On mobile, pinned stations appear as a scrollable chip bar below the nav bar on the Track page. The cog icon at the right of the bar opens App settings to manage your pins.
Timetable and real-time data is provided by Transitous / MOTIS, an open-source multimodal routing engine fed by GTFS and GTFS-RT data from operators across Europe. Map tiles by CARTO and OpenStreetMap contributors.
Found a bug, have a feature request, or want to give feedback? Get in touch at projects@harryburr.com.
For known limitations and current information about data coverage, see the Disclaimers page.
OpenTrack is in active development. This page documents current limitations, known bugs, and where to follow progress.
No in-depth research has been done yet into which countries and operators actually provide usable data through the Transitous/MOTIS backend. Coverage varies significantly and has not been systematically tested.
In general, some countries publish comprehensive GTFS and GTFS-RT feeds (real-time delays and cancellations), others publish timetable data only (no live information), and some have little or no data at all. The same country may have excellent coverage for intercity trains and none at all for regional services, or vice versa.
Until proper per-country research is done, treat all data as potentially incomplete. The status displayed as "No real-time data" may mean the operator genuinely doesn't publish live feeds, or simply that they do but aren't yet ingested.
Delay and cancellation information is sourced from GTFS-RT feeds, which vary significantly in quality and latency across operators. Some feeds update in near real-time; others may be several minutes behind or only update at departure. Platform information is often missing entirely.
The journey planner may occasionally suggest routes with very long connection times or geographically implausible transfers. A filtering system suppresses the worst cases, but some unusual results may still appear. Always verify connections are reasonable before booking.
To see which results have been filtered and why, turn on Plan debugging under App settings → Planning. When enabled, a notice appears below plan results listing any hidden itineraries with a brief reason for each.

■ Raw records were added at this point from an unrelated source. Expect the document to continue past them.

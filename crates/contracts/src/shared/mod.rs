//! Cross-cutting contracts

pub mod logger;
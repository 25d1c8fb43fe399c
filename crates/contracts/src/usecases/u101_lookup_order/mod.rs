pub mod request;
pub mod response;

pub use request::LookupOrderRequest;
pub use response::{LookedUpOrder, LookedUpOrderItem, LookupOrderResponse};

use crate::usecases::common::UseCaseMetadata;

pub struct LookupOrder;

impl UseCaseMetadata for LookupOrder {
    fn usecase_index() -> &'static str {
        "u101"
    }

    fn usecase_name() -> &'static str {
        "lookup_order"
    }

    fn display_name() -> &'static str {
        "Order lookup"
    }

    fn description() -> &'static str {
        "Find an order by number and e-mail and evaluate its return eligibility"
    }
}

Some operators (particularly French SNCF) use internal mission codes as headsigns (e.g. VOPE, QURI) rather than readable destination names. OpenTrack attempts to replace these with the actual terminus station where possible, but may not always succeed.
Service page maps draw straight crow-flies lines between stations rather than following the actual railway track. This is a data limitation — the underlying API provides only coarse intermediate waypoints, not full GTFS shape data.
Trains that terminate at the displayed station may not always appear on the arrivals board. This depends on how the upstream feed provides terminus stop data.
UK train services are included in principle but real-time data quality is inconsistent. Some operators work well; others show no live information at all. The Darwin feed (used by National Rail) is not currently integrated.